Value Based Reinforced Learning Link to heading
In value based Reinforced Learning we learn a Value Function:
$$ V_{\pi}(s) = E_{\pi}[G_0|s_0 = s] = E_{\pi}[\sum_{t=0}^T \gamma^t r_t|s_0 = s] $$
- $G_t$ is the Total Return at time t, this is just the sum of Rewards an Agent gets walking the trajectory T (fancy name but this is just a sequence of actions the agent takes)
- $\gamma^t$ is the Discount Factor, long story short this is between $<0,1>$, the closer this value is to zero, the more the agent will focus on the immediate reward, the closer it is to 1 the more it will take future rewards into account. In general using $\gamma=1$ is bad if we do not have an explicit terminating state and the agent will run forever (because of this we can say that the discount factor forces the agent to finish). If we use $\gamma=0$ then we are essentially blind, only caring for the immediate reward, thus it is best to stay away from the boundaries.
The Value Function measures the expected total return if we start at $s$ and we transition across states based on the policy $\pi$
Q Function a.k.a: Action-Value Function Link to heading
We will talk mostly about Value Functions, however they are a bit constrained as they do not take the action an agent can take. The value function can be easily extended:
$$Q_{\pi}(s,a) = E_{\pi}[G_0, s_0 = s, a_0 = a] = E_{\pi}[\sum_{t=0}^T \gamma|s_0 = s, a_0 = a] $$
And a Q function is born, which is also known as Action-value Function, since we take the action also into account. Learning Q functions is a bit more involved, but way more useful, and I will make a separate post just about them.
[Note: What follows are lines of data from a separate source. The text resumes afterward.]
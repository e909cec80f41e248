//! Job lifecycle types for Agora
//!
//! A job moves through a closed state machine:
//!
//! ```text
//! Open --claim--> Claimed --submit--> Submitted --approve--> Completed
//! Open --cancel-> Cancelled                     --dispute--> Disputed
//! Claimed --expire (after deadline)--> Expired
//! ```
//!
//! Completed, Disputed, Expired and Cancelled are terminal: no field mutates
//! after entry.

use crate::{AgentId, AgoraError, Amount, JobId, RegistryId, Result};
use chrono::{DateTime, Duration, Utc};
use serde::{Deserialize, Serialize};
use std::fmt;

/// Status of a job
#[derive(Debug, Clone, Copy, PartialEq, Eq, Hash, Serialize, Deserialize)]
pub enum JobStatus {
    /// Posted, auction running, claimable by any worker
    Open,
    /// Claimed by a worker, work in progress
    Claimed,
    /// Work submitted, awaiting requester verdict
    Submitted,
    /// Approved and paid out
    Completed,
    /// Disputed by the requester, escrow refunded
    Disputed,
    /// Work deadline passed without submission, escrow refunded
    Expired,
    /// Cancelled by the requester before any claim
    Cancelled,
}

impl JobStatus {
    /// Check if this is a terminal state
    pub fn is_terminal(&self) -> bool {
        matches!(
            self,
            Self::Completed | Self::Disputed | Self::Expired | Self::Cancelled
        )
    }
}

impl fmt::Display for JobStatus {
    fn fmt(&self, f: &mut fmt::Formatter<'_>) -> fmt::Result {
        let name = match self {
            Self::Open => "Open",
            Self::Claimed => "Claimed",
            Self::Submitted => "Submitted",
            Self::Completed => "Completed",
            Self::Disputed => "Disputed",
            Self::Expired => "Expired",
            Self::Cancelled => "Cancelled",
        };
        write!(f, "{name}")
    }
}

/// A posted work item
///
/// The requester escrows `max_price` at posting time. The claimable price
/// rises linearly from `min_price` to `max_price` over `auction_duration_secs`;
/// whatever is locked at claim time is exactly what will later be paid out or
/// refunded.
#[derive(Debug, Clone, PartialEq, Eq, Serialize, Deserialize)]
pub struct Job {
    /// Sequential id, assigned at posting, never reused
    pub id: JobId,
    /// Who posted and funded the job
    pub requester: AgentId,
    /// Opaque description of the work, non-empty
    pub description: String,
    /// Auction floor price
    pub min_price: Amount,
    /// Auction ceiling price; this is the amount escrowed at posting
    pub max_price: Amount,
    /// When the auction started (posting time)
    pub auction_start: DateTime<Utc>,
    /// Length of the price ramp, in whole seconds
    pub auction_duration_secs: u64,
    /// Time allowed for the work, in whole seconds from claim
    pub work_deadline_secs: u64,
    /// When the job was claimed
    pub claimed_at: Option<DateTime<Utc>>,
    /// The claiming worker; set exactly once
    pub worker: Option<AgentId>,
    /// Worker's record in the external identity registry
    pub worker_registry_id: Option<RegistryId>,
    /// Where the submitted work lives; opaque to the ledger
    pub submission_uri: Option<String>,
    /// Amount locked in escrow at claim time; zero until claimed
    pub locked_amount: Amount,
    /// Requester's rating on approval, 0-100
    pub rating: Option<u8>,
    /// Current lifecycle status
    pub status: JobStatus,
}

impl Job {
    /// Compute the auction price at the given instant
    ///
    /// Elapsed time is clamped to `[0, auction_duration_secs]`; the price is
    /// the linear interpolation between `min_price` and `max_price` with
    /// truncating integer division. At elapsed 0 the price is exactly
    /// `min_price`; at or past the auction end it is exactly `max_price`.
    pub fn price_at(&self, at: DateTime<Utc>) -> Result<Amount> {
        let secs = at.signed_duration_since(self.auction_start).num_seconds();
        // Clamp without casting the duration: it is a u64 and may exceed
        // i64::MAX, while negative elapsed pins to the floor
        let elapsed = (secs.max(0) as u64).min(self.auction_duration_secs);
        self.min_price
            .lerp(self.max_price, elapsed, self.auction_duration_secs)
    }

    /// The instant the work deadline passes, if the job has been claimed
    pub fn work_deadline(&self) -> Option<DateTime<Utc>> {
        self.claimed_at
            .map(|t| t + Duration::seconds(self.work_deadline_secs as i64))
    }

    /// Typed status error for operations that need the job `Open`
    pub fn not_open(&self) -> AgoraError {
        AgoraError::JobNotOpen {
            job_id: self.id.0,
            status: self.status.to_string(),
        }
    }

    /// Typed status error for operations that need the job `Claimed`
    pub fn not_claimed(&self) -> AgoraError {
        AgoraError::JobNotClaimed {
            job_id: self.id.0,
            status: self.status.to_string(),
        }
    }

    /// Typed status error for operations that need the job `Submitted`
    pub fn not_submitted(&self) -> AgoraError {
        AgoraError::JobNotSubmitted {
            job_id: self.id.0,
            status: self.status.to_string(),
        }
    }
}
Bellman’s Equations Link to heading
Bellman’s equations give us a framework to learn an optimal policy $\pi^*$ for a Value Function. All the equations are true for the Q function as well!
Optimal Policy Link to heading
The idea is that there exists an optimal policy $ \pi^{\star}$ for which $V_{\pi^{\star}} \ge V_{\pi}$. For a given Markov Decision Process (MDP) there can be multiple optimal policies, but for a finite MDP there has to be at least one Deterministic optimal policy.
Equations Link to heading
$$V_{\star}(s) = \max_a R(s,a) + \gamma E_{p_S(s’|s,a)} [\max_{a’}V_{*}(s’,a’)]$$
$$Q_{\star}(s,a) = R(s,a) + \gamma E_{p_S(s’|s,a)} [\max_{a’}Q_{*}(s’,a’)]$$
These beauties above are the Bellman’s Optimality Equations, and they are satisfied when we follow the Optimal Policy. This means if we do not have an optimal policy we have an error, meaning $V_{\pi^{\star}} = V_{\star} + \delta(s)$, this difference $\delta(s)$ is called Bellman’s Error.
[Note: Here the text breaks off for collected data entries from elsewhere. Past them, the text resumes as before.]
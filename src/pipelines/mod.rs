//! Pipeline Orchestrators
//!
//! Four compositions of the same chain:
//! profile → strategy → code → refinement loop.
//! They differ in prompt text, generated-column suffix, optional sub-tasks and
//! how they react to failures. Those differences are spelled out in each
//! pipeline's [`PipelineDefinition`] rather than unified.

pub mod cleaning;
pub mod feature_engineering;
pub mod skew_correction;
pub mod transformation;

pub use cleaning::{CleaningTask, DataCleaningPipeline};
pub use feature_engineering::{FeatureEngineeringPipeline, FeatureTask};
pub use skew_correction::{SkewCorrectionPipeline, SkewTask};
pub use transformation::{DataTransformationPipeline, TransformationTask};

use crate::error::{AutoprocessError, Result};
use crate::gateway::{CompletionBackend, CredentialPolicy, ModelGateway};
use crate::profiler::{profile_dataset, DatasetProfile};
use crate::prompts::{join_lines, PromptTemplates};
use crate::refinement::{
    FailurePolicy, RefinementLoop, RefinementOutcome, RefinementPrompts, SuccessSignal,
};
use crate::stages::{self, CodeArtifact, PostProcessing};
use polars::prelude::DataFrame;
use serde::{Deserialize, Serialize};
use std::fmt;
use std::sync::Arc;
use tracing::{error, info, warn};

/// Error payload returned by a pipeline whose credential check failed.
pub const API_NOT_VALID: &str = "API not valid";

#[derive(Debug, Clone, Copy, PartialEq, Eq, Serialize, Deserialize)]
#[serde(rename_all = "snake_case")]
pub enum PipelineKind {
    Cleaning,
    Transformation,
    FeatureEngineering,
    SkewCorrection,
}

impl PipelineKind {
    /// Marker appended to columns the generated code derives.
    pub fn column_suffix(&self) -> &'static str {
        match self {
            PipelineKind::Cleaning => "_cleaned",
            PipelineKind::Transformation => "_transformed",
            PipelineKind::FeatureEngineering => "_engineered",
            PipelineKind::SkewCorrection => "_unskewed",
        }
    }
}

impl fmt::Display for PipelineKind {
    fn fmt(&self, f: &mut fmt::Formatter<'_>) -> fmt::Result {
        match self {
            PipelineKind::Cleaning => write!(f, "cleaning"),
            PipelineKind::Transformation => write!(f, "transformation"),
            PipelineKind::FeatureEngineering => write!(f, "feature_engineering"),
            PipelineKind::SkewCorrection => write!(f, "skew_correction"),
        }
    }
}

/// Immutable per-pipeline configuration, shareable across invocations.
#[derive(Debug, Clone, Copy, PartialEq, Eq)]
pub struct PipelineDefinition {
    pub kind: PipelineKind,
    pub templates: PromptTemplates,
    pub credential_policy: CredentialPolicy,
    pub failure_policy: FailurePolicy,
    pub success_signal: SuccessSignal,
    pub post_processing: PostProcessing,
}

/// `{"code": ...}` or `{"error": ...}`.
#[derive(Debug, Clone, PartialEq, Eq, Serialize, Deserialize)]
#[serde(rename_all = "lowercase")]
pub enum PipelineOutcome {
    Code(CodeArtifact),
    Error(String),
}

impl PipelineOutcome {
    pub fn code(&self) -> Option<&str> {
        match self {
            PipelineOutcome::Code(code) => Some(code),
            PipelineOutcome::Error(_) => None,
        }
    }

    pub fn error(&self) -> Option<&str> {
        match self {
            PipelineOutcome::Code(_) => None,
            PipelineOutcome::Error(reason) => Some(reason),
        }
    }

    pub fn into_result(self) -> std::result::Result<CodeArtifact, String> {
        match self {
            PipelineOutcome::Code(code) => Ok(code),
            PipelineOutcome::Error(reason) => Err(reason),
        }
    }
}

/// Validation and refinement prompts built by joining lines, shared by the
/// cleaning, transformation and skew-correction pipelines.
pub struct JoinedLayout {
    templates: PromptTemplates,
}

impl JoinedLayout {
    pub fn new(templates: PromptTemplates) -> Self {
        Self { templates }
    }
}

impl RefinementPrompts for JoinedLayout {
    fn validation(&self, code: &str) -> Vec<String> {
        vec![join_lines(&[self.templates.validation, code])]
    }

    fn refinement(&self, feedback: &str, code: &str) -> Vec<String> {
        vec![join_lines(&[
            format!("Feedback: {}", feedback),
            self.templates.refinement.to_string(),
            format!("Current Code:\n{}", code),
        ])]
    }
}

/// Connect a backend according to the pipeline's credential policy.
///
/// `Ok(None)` means the credential failed under `CredentialPolicy::Report`.
pub(crate) async fn open_gateway(
    backend: Arc<dyn CompletionBackend>,
    definition: &PipelineDefinition,
) -> Result<Option<ModelGateway>> {
    match ModelGateway::connect(backend).await {
        Ok(gateway) => {
            info!(kind = %definition.kind, model = gateway.model_name(), "model gateway ready");
            Ok(Some(gateway))
        }
        Err(e) => match definition.credential_policy {
            CredentialPolicy::Report => {
                error!(kind = %definition.kind, "{}: {}", API_NOT_VALID, e);
                Ok(None)
            }
            CredentialPolicy::Reject => Err(AutoprocessError::InvalidCredential(e.to_string())),
        },
    }
}

/// Profile the dataset for prompt context.
pub(crate) fn dataset_context(
    dataset: &DataFrame,
    sample_size: usize,
) -> Result<(DatasetProfile, String)> {
    let profile = profile_dataset(dataset, sample_size)?;
    let text = profile.to_prompt_text()?;
    info!(
        rows = profile.num_rows,
        columns = profile.num_columns,
        "dataset profiled"
    );
    Ok((profile, format!("Dataset Context: {}", text)))
}

/// Log when a caller names a column the dataset does not have.
pub(crate) fn check_column(profile: &DatasetProfile, role: &str, name: &str) {
    if name.is_empty() || profile.has_column(name) {
        return;
    }
    match profile.suggest_column(name) {
        Some(candidate) => warn!(
            "{} column '{}' not found in dataset, did you mean '{}'?",
            role, name, candidate
        ),
        None => warn!("{} column '{}' not found in dataset", role, name),
    }
}

/// Strategy call, code call, then the refinement loop.
pub(crate) async fn run_stages<F>(
    gateway: &ModelGateway,
    definition: &PipelineDefinition,
    strategy_parts: Vec<String>,
    code_parts: F,
    prompts: &dyn RefinementPrompts,
    max_iterations: usize,
) -> Result<RefinementOutcome>
where
    F: FnOnce(&str) -> Vec<String>,
{
    let strategy = stages::propose_strategy(gateway, &strategy_parts).await?;
    let code =
        stages::synthesize_code(gateway, &code_parts(&strategy), definition.post_processing)
            .await?;

    let outcome = RefinementLoop::new(
        gateway,
        prompts,
        definition.failure_policy,
        definition.success_signal,
    )
        .with_post_processing(definition.post_processing)
        .with_max_iterations(max_iterations)
        .run(code)
        .await?;

    info!(
        kind = %definition.kind,
        iterations = outcome.iterations,
        validations = outcome.validations,
        converged = outcome.converged,
        "pipeline finished"
    );
    Ok(outcome)
}

#[cfg(test)]
mod tests {
    use super::*;

    #[test]
    fn test_outcome_envelope_shape() {
        let code = PipelineOutcome::Code("import pandas as pd".to_string());
        assert_eq!(
            serde_json::to_string(&code).unwrap(),
            r#"{"code":"import pandas as pd"}"#
        );

        let error = PipelineOutcome::Error(API_NOT_VALID.to_string());
        assert_eq!(serde_json::to_string(&error).unwrap(), r#"{"error":"API not valid"}"#);

        let parsed: PipelineOutcome = serde_json::from_str(r#"{"code":"x"}"#).unwrap();
        assert_eq!(parsed.code(), Some("x"));
        assert_eq!(error.into_result(), Err(API_NOT_VALID.to_string()));
    }

    #[test]
    fn test_column_suffixes() {
        assert_eq!(PipelineKind::Cleaning.column_suffix(), "_cleaned");
        assert_eq!(PipelineKind::Transformation.column_suffix(), "_transformed");
        assert_eq!(PipelineKind::FeatureEngineering.column_suffix(), "_engineered");
        assert_eq!(PipelineKind::SkewCorrection.column_suffix(), "_unskewed");
    }

    #[test]
    fn test_joined_layout() {
        let layout = JoinedLayout::new(cleaning::TEMPLATES);
        let validation = layout.validation("import os");
        assert_eq!(validation.len(), 1);
        assert!(validation[0].starts_with(cleaning::TEMPLATES.validation));
        assert!(validation[0].ends_with("\nimport os"));

        let refinement = layout.refinement("rename columns", "import os");
        assert!(refinement[0].starts_with("Feedback: rename columns\n"));
        assert!(refinement[0].ends_with("Current Code:\nimport os"));
    }
}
Bellman’s Operator Link to heading
Bellman’s Operator is an update rule that is used to derive a new Value Function by minimizing the Bellman’s Error.
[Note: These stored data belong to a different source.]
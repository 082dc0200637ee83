//! Dataset Profiler
//!
//! Summarises a polars `DataFrame` into the compact statistical description
//! that every pipeline injects into its strategy prompt. The profile is
//! deterministic: all random draws use a fixed seed, so the same frame and
//! sample size always render to the same text.

use crate::config::{EXAMPLE_VALUE_LIMIT, SAMPLE_SEED, TOP_VALUE_LIMIT};
use crate::error::{AutoprocessError, Result};
use polars::prelude::*;
use rand::rngs::StdRng;
use rand::seq::index;
use rand::SeedableRng;
use serde::ser::{Serialize, Serializer};

/// One sampled row, in dataset column order.
pub type SampleRow = Vec<(String, serde_json::Value)>;

/// Read-only snapshot of a dataset, built once per pipeline invocation.
#[derive(Debug, Clone, PartialEq, serde::Serialize)]
pub struct DatasetProfile {
    #[serde(serialize_with = "serialize_columns")]
    pub columns: Vec<ColumnProfile>,
    #[serde(serialize_with = "serialize_correlation")]
    pub correlation: Vec<CorrelationRow>,
    pub num_rows: usize,
    pub num_columns: usize,
    #[serde(serialize_with = "serialize_rows")]
    pub sample_rows: Vec<SampleRow>,
}

#[derive(Debug, Clone, PartialEq, serde::Serialize)]
pub struct ColumnProfile {
    #[serde(skip)]
    pub name: String,
    pub dtype: String,
    pub missing_pct: f64,
    pub unique_count: usize,
    pub example_values: Vec<serde_json::Value>,
    #[serde(flatten)]
    pub numeric: Option<NumericSummary>,
    #[serde(skip_serializing_if = "Option::is_none")]
    pub value_distribution: Option<ValueDistribution>,
}

/// Statistics for integer, float and boolean columns. `None` means undefined.
#[derive(Debug, Clone, PartialEq, serde::Serialize)]
pub struct NumericSummary {
    pub min: Option<f64>,
    pub max: Option<f64>,
    pub mean: Option<f64>,
    pub std: Option<f64>,
    pub skew: Option<f64>,
}

/// Most frequent values of a string or categorical column.
#[derive(Debug, Clone, PartialEq, serde::Serialize)]
pub struct ValueDistribution {
    pub top_values: Vec<String>,
    pub percentages: Vec<f64>,
}

/// Pearson coefficients of one numeric column against every numeric column.
#[derive(Debug, Clone, PartialEq)]
pub struct CorrelationRow {
    pub column: String,
    pub coefficients: Vec<(String, Option<f64>)>,
}

impl DatasetProfile {
    /// Compact JSON used as prompt context.
    pub fn to_prompt_text(&self) -> Result<String> {
        Ok(serde_json::to_string(self)?)
    }

    pub fn column(&self, name: &str) -> Option<&ColumnProfile> {
        self.columns.iter().find(|c| c.name == name)
    }

    pub fn has_column(&self, name: &str) -> bool {
        self.column(name).is_some()
    }

    /// Closest existing column name for a name that is not in the dataset.
    pub fn suggest_column(&self, name: &str) -> Option<&str> {
        if self.has_column(name) {
            return None;
        }
        let wanted = name.to_lowercase();
        self.columns
            .iter()
            .map(|c| (c.name.as_str(), strsim::jaro_winkler(&wanted, &c.name.to_lowercase())))
            .filter(|(_, score)| *score >= 0.8)
            .max_by(|a, b| a.1.total_cmp(&b.1))
            .map(|(name, _)| name)
    }
}

/// Build a profile of `df` with up to `sample_size` whole rows.
///
/// The frame is only read. Sample size is clamped to the row count.
pub fn profile_dataset(df: &DataFrame, sample_size: usize) -> Result<DatasetProfile> {
    let mut columns = Vec::with_capacity(df.width());
    let mut numeric_columns: Vec<Series> = Vec::new();

    for series in df.get_columns() {
        let series = normalized(series)?;
        let numeric = numeric_view(&series)?;

        columns.push(profile_column(&series, numeric.as_ref())?);
        if let Some(values) = numeric {
            numeric_columns.push(values);
        }
    }

    let sample_rows = sample_rows(df, sample_size)?;

    Ok(DatasetProfile {
        columns,
        correlation: correlation_table(&numeric_columns)?,
        num_rows: df.height(),
        num_columns: df.width(),
        sample_rows,
    })
}

fn profile_column(series: &Series, numeric: Option<&Series>) -> Result<ColumnProfile> {
    let len = series.len();
    let missing = series.null_count();
    let missing_pct = if len == 0 {
        0.0
    } else {
        round_to(missing as f64 / len as f64 * 100.0, 1)
    };

    let present = series.drop_nulls();
    let unique_count = present.n_unique()?;

    let example_values = seeded_indices(present.len(), EXAMPLE_VALUE_LIMIT)
        .into_iter()
        .map(|idx| present.get(idx).map(any_value_to_json))
        .collect::<PolarsResult<Vec<_>>>()?;

    let value_distribution = if matches!(series.dtype(), DataType::String) {
        Some(value_distribution(series)?)
    } else {
        None
    };

    Ok(ColumnProfile {
        name: series.name().to_string(),
        dtype: series.dtype().to_string(),
        missing_pct,
        unique_count,
        example_values,
        numeric: numeric.map(numeric_summary).transpose()?,
        value_distribution,
    })
}

/// Categorical columns are profiled through their string values, and NaN
/// counts as missing in float columns.
fn normalized(series: &Series) -> Result<Series> {
    match series.dtype() {
        DataType::Categorical(..) => Ok(series.cast(&DataType::String)?),
        DataType::Float32 => {
            let floats = series.f32()?;
            Ok(floats.set(&floats.is_nan(), None)?.into_series())
        }
        DataType::Float64 => {
            let floats = series.f64()?;
            Ok(floats.set(&floats.is_nan(), None)?.into_series())
        }
        _ => Ok(series.clone()),
    }
}

/// Integer, float and boolean columns as `f64`. Booleans become 0/1.
fn numeric_view(series: &Series) -> Result<Option<Series>> {
    let dtype = series.dtype();
    if dtype.is_numeric() || matches!(dtype, DataType::Boolean) {
        Ok(Some(series.cast(&DataType::Float64)?))
    } else {
        Ok(None)
    }
}

fn numeric_summary(values: &Series) -> Result<NumericSummary> {
    let n = values.len() - values.null_count();

    let std = if n >= 2 { values.std(1) } else { None };
    let skew = if n >= 3 { sample_skew(values, n)? } else { None };

    Ok(NumericSummary {
        min: rounded(values.min::<f64>()?, 2),
        max: rounded(values.max::<f64>()?, 2),
        mean: rounded(values.mean(), 2),
        std: rounded(std, 2),
        skew: rounded(skew, 2),
    })
}

/// Adjusted Fisher-Pearson coefficient over `n` present values. A constant
/// column has zero skew.
fn sample_skew(values: &Series, n: usize) -> Result<Option<f64>> {
    let Some(biased) = values.skew(true)? else {
        return Ok(None);
    };
    if biased.is_nan() {
        return Ok(Some(0.0));
    }
    let n = n as f64;
    Ok(Some((n * (n - 1.0)).sqrt() / (n - 2.0) * biased))
}

fn value_distribution(series: &Series) -> Result<ValueDistribution> {
    let total = series.len() - series.null_count();
    let values = series.clone().with_name("value");

    // Stable grouping and sort: ties keep first-appearance order.
    let counts = DataFrame::new(vec![values])?
        .lazy()
        .filter(col("value").is_not_null())
        .group_by_stable([col("value")])
        .agg([len().alias("count")])
        .sort_by_exprs(
            [col("count")],
            SortMultipleOptions::default()
                .with_order_descending(true)
                .with_maintain_order(true),
        )
        .limit(TOP_VALUE_LIMIT as IdxSize)
        .collect()?;

    let top_values = counts
        .column("value")?
        .str()?
        .into_iter()
        .flatten()
        .map(str::to_string)
        .collect();
    let percentages = counts
        .column("count")?
        .u32()?
        .into_iter()
        .flatten()
        .map(|count| round_to(count as f64 / total as f64 * 100.0, 1))
        .collect();

    Ok(ValueDistribution {
        top_values,
        percentages,
    })
}

/// Pairwise Pearson coefficients over pairwise-complete observations.
fn correlation_table(numeric_columns: &[Series]) -> Result<Vec<CorrelationRow>> {
    let width = numeric_columns.len();
    if width == 0 {
        return Ok(Vec::new());
    }

    // Positional names keep arbitrary column names out of expression parsing.
    let frame = DataFrame::new(
        numeric_columns
            .iter()
            .enumerate()
            .map(|(i, s)| s.clone().with_name(&format!("c{}", i)))
            .collect(),
    )?;
    let pairs: Vec<(usize, usize)> = (0..width)
        .flat_map(|i| (i..width).map(move |j| (i, j)))
        .collect();
    let coefficients = frame
        .lazy()
        .select(
            pairs
                .iter()
                .map(|(i, j)| {
                    pearson_corr(col(&format!("c{}", i)), col(&format!("c{}", j)), 1)
                        .alias(&format!("r{}_{}", i, j))
                })
                .collect::<Vec<_>>(),
        )
        .collect()?;

    let mut matrix = vec![vec![None; width]; width];
    for (i, j) in pairs {
        let r = coefficients
            .column(&format!("r{}_{}", i, j))?
            .f64()?
            .get(0)
            .filter(|r| r.is_finite())
            .map(|r| round_to(r.clamp(-1.0, 1.0), 2));
        matrix[i][j] = r;
        matrix[j][i] = r;
    }

    Ok(numeric_columns
        .iter()
        .zip(matrix)
        .map(|(series, row)| CorrelationRow {
            column: series.name().to_string(),
            coefficients: numeric_columns
                .iter()
                .map(|other| other.name().to_string())
                .zip(row)
                .collect(),
        })
        .collect())
}

fn sample_rows(df: &DataFrame, sample_size: usize) -> Result<Vec<SampleRow>> {
    let columns = df
        .get_columns()
        .iter()
        .map(normalized)
        .collect::<Result<Vec<_>>>()?;

    seeded_indices(df.height(), sample_size)
        .into_iter()
        .map(|row_idx| {
            columns
                .iter()
                .map(|series| {
                    let value = series.get(row_idx).map_err(|e| {
                        AutoprocessError::Profiling(format!(
                            "failed to read row {} of column {}: {}",
                            row_idx,
                            series.name(),
                            e
                        ))
                    })?;
                    Ok((series.name().to_string(), any_value_to_json(value)))
                })
                .collect::<Result<SampleRow>>()
        })
        .collect()
}

/// Up to `amount` distinct indices below `len`, drawn with the fixed seed.
fn seeded_indices(len: usize, amount: usize) -> Vec<usize> {
    let amount = amount.min(len);
    if amount == 0 {
        return Vec::new();
    }
    let mut rng = StdRng::seed_from_u64(SAMPLE_SEED);
    index::sample(&mut rng, len, amount).into_vec()
}

fn any_value_to_json(value: AnyValue<'_>) -> serde_json::Value {
    match value {
        AnyValue::Null => serde_json::Value::Null,
        AnyValue::Boolean(b) => serde_json::Value::Bool(b),
        AnyValue::String(s) => serde_json::Value::String(s.to_string()),
        AnyValue::StringOwned(s) => serde_json::Value::String(s.to_string()),
        AnyValue::Int8(i) => serde_json::Value::Number(i.into()),
        AnyValue::Int16(i) => serde_json::Value::Number(i.into()),
        AnyValue::Int32(i) => serde_json::Value::Number(i.into()),
        AnyValue::Int64(i) => serde_json::Value::Number(i.into()),
        AnyValue::UInt8(u) => serde_json::Value::Number(u.into()),
        AnyValue::UInt16(u) => serde_json::Value::Number(u.into()),
        AnyValue::UInt32(u) => serde_json::Value::Number(u.into()),
        AnyValue::UInt64(u) => serde_json::Value::Number(u.into()),
        AnyValue::Float32(f) => float_to_json(f as f64),
        AnyValue::Float64(f) => float_to_json(f),
        other => serde_json::Value::String(other.to_string()),
    }
}

fn float_to_json(f: f64) -> serde_json::Value {
    serde_json::Number::from_f64(f)
        .map(serde_json::Value::Number)
        .unwrap_or(serde_json::Value::Null)
}

/// Undefined and non-finite statistics become `None`.
fn rounded(value: Option<f64>, digits: i32) -> Option<f64> {
    value.filter(|v| v.is_finite()).map(|v| round_to(v, digits))
}

/// Round half away from zero; never yields negative zero.
fn round_to(value: f64, digits: i32) -> f64 {
    let factor = 10f64.powi(digits);
    (value * factor).round() / factor + 0.0
}

struct OrderedMap<'a, V>(&'a [(String, V)]);

impl<V: Serialize> Serialize for OrderedMap<'_, V> {
    fn serialize<S: Serializer>(&self, serializer: S) -> std::result::Result<S::Ok, S::Error> {
        serializer.collect_map(self.0.iter().map(|(k, v)| (k, v)))
    }
}

fn serialize_columns<S: Serializer>(
    columns: &[ColumnProfile],
    serializer: S,
) -> std::result::Result<S::Ok, S::Error> {
    serializer.collect_map(columns.iter().map(|c| (&c.name, c)))
}

fn serialize_correlation<S: Serializer>(
    rows: &[CorrelationRow],
    serializer: S,
) -> std::result::Result<S::Ok, S::Error> {
    serializer.collect_map(rows.iter().map(|r| (&r.column, OrderedMap(r.coefficients.as_slice()))))
}

fn serialize_rows<S: Serializer>(
    rows: &[SampleRow],
    serializer: S,
) -> std::result::Result<S::Ok, S::Error> {
    serializer.collect_seq(rows.iter().map(|r| OrderedMap(r.as_slice())))
}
$$V’(s) = B_M^\pi V(s) \triangleq E_{\pi(a|s)} [R(s, a) + \gamma E_{T(s’|s, a)} [V(s’)]]$$
Bellman’s Backup Link to heading
Bellman’s Backup is just repeated (iterative) application of Bellman’s Operator to a state, that is guaranteed to converge to the Optimal Value Function:
$$ \pi_{\star}(s) = \arg \max_a Q_*(s, a)$$
$$ = \arg \max_a [R(s, a) + \gamma E_{p_S(s’|s, a)} [V_*(s’)]] $$
Summary Link to heading
This is a lot to take in, but a summary is: To define an Optimal Value function, which is a Value Function that has the highest average Reward for a given Markov Decision Process (Agent), we can use Bellman’s Equations. These equations hold only if the Value Function is optimal. The difference between the Optimal Value Function and the (Not-Optimal) Value Function is the Bellman’s Error. To minimize this Bellman’s Error we define the Bellman’s Operator, which is just a rule how to derive a new Value Function while minimizing Bellman’s Error, and by repeating Bellman’s Operator we converge to the Optimal Value Function.